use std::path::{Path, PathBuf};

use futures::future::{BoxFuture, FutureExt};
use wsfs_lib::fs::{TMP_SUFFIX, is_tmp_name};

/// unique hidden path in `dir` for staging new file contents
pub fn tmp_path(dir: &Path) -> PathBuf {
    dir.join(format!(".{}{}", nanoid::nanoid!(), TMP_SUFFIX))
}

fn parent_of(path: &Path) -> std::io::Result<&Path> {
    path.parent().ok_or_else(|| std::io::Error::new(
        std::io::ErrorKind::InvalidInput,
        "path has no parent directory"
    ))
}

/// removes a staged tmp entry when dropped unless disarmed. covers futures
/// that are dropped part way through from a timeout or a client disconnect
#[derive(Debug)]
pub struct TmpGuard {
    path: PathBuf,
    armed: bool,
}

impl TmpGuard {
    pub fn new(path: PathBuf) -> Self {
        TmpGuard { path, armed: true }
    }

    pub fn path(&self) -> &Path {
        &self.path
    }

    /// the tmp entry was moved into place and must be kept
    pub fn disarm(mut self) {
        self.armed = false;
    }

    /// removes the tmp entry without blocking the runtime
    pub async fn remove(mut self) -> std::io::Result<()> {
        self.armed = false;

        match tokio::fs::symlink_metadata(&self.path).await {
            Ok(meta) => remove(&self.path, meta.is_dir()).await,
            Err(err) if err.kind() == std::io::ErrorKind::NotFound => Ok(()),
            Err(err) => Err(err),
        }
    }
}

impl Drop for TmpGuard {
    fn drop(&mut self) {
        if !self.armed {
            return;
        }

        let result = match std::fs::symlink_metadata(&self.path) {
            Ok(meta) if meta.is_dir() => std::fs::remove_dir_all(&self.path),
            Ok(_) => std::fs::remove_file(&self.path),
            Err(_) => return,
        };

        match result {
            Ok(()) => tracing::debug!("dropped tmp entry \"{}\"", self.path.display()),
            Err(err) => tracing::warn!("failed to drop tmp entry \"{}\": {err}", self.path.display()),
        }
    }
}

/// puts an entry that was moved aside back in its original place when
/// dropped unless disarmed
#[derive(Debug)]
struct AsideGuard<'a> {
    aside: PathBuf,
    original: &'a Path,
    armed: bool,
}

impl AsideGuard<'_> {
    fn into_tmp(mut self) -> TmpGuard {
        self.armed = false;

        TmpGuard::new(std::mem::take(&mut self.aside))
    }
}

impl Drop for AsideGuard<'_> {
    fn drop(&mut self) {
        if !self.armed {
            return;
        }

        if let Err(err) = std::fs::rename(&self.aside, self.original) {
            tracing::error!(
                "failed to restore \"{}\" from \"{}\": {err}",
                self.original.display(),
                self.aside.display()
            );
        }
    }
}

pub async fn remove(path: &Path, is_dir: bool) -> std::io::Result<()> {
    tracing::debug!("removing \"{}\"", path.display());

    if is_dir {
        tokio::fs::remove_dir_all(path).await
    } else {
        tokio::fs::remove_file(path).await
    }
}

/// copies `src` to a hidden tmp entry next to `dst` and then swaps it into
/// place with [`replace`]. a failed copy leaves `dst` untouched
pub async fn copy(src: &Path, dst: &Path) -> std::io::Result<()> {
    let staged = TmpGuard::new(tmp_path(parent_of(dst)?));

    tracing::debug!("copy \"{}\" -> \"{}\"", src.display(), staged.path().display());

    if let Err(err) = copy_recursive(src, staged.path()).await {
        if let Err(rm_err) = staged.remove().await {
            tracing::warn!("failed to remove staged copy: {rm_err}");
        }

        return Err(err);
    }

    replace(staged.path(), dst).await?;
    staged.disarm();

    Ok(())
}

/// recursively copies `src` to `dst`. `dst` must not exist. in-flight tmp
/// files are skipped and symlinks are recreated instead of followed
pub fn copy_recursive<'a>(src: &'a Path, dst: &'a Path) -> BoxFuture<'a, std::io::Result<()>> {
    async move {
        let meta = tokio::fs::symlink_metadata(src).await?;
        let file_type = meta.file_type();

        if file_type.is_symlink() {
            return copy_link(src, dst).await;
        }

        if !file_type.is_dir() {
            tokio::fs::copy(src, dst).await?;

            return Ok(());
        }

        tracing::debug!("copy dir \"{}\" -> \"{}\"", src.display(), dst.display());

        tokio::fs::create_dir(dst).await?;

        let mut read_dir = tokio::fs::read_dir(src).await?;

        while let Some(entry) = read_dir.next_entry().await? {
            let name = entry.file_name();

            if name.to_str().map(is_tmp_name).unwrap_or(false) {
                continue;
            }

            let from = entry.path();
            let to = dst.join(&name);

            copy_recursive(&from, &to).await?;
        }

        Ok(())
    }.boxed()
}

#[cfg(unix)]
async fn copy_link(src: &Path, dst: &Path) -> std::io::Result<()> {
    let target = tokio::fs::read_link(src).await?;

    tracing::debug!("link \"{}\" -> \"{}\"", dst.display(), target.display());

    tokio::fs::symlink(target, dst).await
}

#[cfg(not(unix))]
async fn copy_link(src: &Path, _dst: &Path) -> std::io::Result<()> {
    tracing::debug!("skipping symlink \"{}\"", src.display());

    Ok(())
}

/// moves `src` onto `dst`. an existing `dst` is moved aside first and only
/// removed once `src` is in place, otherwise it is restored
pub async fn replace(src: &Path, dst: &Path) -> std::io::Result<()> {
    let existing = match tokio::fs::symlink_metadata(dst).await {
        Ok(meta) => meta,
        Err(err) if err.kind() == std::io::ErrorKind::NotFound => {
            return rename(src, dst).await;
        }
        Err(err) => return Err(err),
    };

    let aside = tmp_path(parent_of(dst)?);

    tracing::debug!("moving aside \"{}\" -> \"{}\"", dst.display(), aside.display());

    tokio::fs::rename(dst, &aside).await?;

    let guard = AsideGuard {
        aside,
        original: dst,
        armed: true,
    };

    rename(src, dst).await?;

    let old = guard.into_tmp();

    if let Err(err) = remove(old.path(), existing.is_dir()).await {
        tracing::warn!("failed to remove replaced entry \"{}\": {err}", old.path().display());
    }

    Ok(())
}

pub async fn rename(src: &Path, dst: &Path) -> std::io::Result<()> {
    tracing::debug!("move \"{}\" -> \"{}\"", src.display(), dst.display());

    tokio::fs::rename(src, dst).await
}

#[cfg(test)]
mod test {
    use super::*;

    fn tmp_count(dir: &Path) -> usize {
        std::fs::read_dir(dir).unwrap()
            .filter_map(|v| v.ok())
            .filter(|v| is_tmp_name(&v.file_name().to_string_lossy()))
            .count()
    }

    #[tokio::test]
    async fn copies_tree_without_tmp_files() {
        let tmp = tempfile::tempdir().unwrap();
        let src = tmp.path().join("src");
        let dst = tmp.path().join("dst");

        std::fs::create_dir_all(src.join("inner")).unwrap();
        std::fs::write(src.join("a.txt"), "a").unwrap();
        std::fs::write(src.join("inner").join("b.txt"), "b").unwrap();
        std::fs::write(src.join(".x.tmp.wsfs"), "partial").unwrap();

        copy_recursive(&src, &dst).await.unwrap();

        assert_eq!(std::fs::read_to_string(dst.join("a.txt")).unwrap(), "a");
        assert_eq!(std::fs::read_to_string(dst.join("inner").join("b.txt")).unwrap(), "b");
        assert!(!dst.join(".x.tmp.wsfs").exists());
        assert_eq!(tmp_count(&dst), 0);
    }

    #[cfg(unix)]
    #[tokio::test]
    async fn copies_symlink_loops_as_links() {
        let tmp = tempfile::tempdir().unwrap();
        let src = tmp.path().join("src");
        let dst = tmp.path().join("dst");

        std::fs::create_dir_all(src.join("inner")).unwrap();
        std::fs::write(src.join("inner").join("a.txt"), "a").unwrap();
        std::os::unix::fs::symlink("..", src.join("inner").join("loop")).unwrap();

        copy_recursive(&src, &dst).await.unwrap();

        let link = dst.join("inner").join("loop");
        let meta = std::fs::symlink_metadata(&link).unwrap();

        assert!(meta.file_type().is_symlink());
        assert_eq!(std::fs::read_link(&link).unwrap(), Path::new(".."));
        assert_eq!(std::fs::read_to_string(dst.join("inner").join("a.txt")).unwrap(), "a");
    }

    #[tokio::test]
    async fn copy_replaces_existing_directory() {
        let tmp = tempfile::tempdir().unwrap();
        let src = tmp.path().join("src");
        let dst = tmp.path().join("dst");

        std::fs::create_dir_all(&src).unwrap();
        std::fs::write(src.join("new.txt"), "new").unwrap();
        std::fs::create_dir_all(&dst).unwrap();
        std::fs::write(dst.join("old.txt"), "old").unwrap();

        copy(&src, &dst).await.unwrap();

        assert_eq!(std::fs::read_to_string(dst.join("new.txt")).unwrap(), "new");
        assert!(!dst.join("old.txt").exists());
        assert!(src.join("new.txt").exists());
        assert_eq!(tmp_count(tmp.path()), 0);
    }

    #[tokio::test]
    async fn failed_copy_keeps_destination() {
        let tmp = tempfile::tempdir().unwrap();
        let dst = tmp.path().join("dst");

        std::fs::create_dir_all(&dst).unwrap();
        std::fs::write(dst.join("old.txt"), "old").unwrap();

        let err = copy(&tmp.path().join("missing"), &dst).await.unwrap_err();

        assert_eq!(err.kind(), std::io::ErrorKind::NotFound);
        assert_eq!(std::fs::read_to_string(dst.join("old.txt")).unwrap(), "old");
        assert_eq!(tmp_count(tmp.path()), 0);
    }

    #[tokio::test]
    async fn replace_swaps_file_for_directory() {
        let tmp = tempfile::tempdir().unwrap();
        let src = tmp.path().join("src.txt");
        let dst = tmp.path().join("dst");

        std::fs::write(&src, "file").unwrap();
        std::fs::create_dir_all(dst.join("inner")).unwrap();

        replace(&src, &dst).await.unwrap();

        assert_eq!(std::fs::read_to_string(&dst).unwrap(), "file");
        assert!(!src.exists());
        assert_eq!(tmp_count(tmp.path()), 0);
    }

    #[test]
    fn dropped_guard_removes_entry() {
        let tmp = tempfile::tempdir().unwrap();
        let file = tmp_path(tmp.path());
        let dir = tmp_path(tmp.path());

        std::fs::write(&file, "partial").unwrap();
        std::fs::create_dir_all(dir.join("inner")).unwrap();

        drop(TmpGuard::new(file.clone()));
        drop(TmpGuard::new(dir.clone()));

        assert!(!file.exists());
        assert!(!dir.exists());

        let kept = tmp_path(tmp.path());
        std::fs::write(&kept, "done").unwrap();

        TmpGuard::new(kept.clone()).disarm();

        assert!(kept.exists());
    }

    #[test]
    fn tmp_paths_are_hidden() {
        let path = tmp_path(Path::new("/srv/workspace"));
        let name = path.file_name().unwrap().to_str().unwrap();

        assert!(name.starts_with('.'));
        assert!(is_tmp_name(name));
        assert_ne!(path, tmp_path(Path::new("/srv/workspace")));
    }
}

#####

* **Problem details**
Among the records above, repeat exactly the line with "pub async fn remove(mut", the line with "impl Drop for TmpGuard", and every line in between, and only those.

* **Response to this exercise**
    pub async fn remove(mut self) -> std::io::Result<()> {
        self.armed = false;

        match tokio::fs::symlink_metadata(&self.path).await {
            Ok(meta) => remove(&self.path, meta.is_dir()).await,
            Err(err) if err.kind() == std::io::ErrorKind::NotFound => Ok(()),
            Err(err) => Err(err),
        }
    }
}

impl Drop for TmpGuard {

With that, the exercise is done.